**Input data**.
========
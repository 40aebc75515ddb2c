mod context;
mod cq;
mod handle;
mod mr;

pub use context::{ProtectionDomain, RdmaContext};
pub use cq::{Completion, CompletionQueue, POLL_BATCH};
pub use handle::{Errno, IbvQp, QpCapabilities, QpHandle};
pub use mr::{MemoryRegion, REMOTE_BUFFER_SIZE, RegisteredBuffer, RemoteBuffer};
========
**Action item**.
Exactly as they stand above, repeat all the records.

**Answer section**.
repository 40aebc75515ddb2c
mod context;
mod cq;
mod handle;
mod mr;

pub use context::{ProtectionDomain, RdmaContext};
pub use cq::{Completion, CompletionQueue, POLL_BATCH};
pub use handle::{Errno, IbvQp, QpCapabilities, QpHandle};
pub use mr::{MemoryRegion, REMOTE_BUFFER_SIZE, RegisteredBuffer, RemoteBuffer};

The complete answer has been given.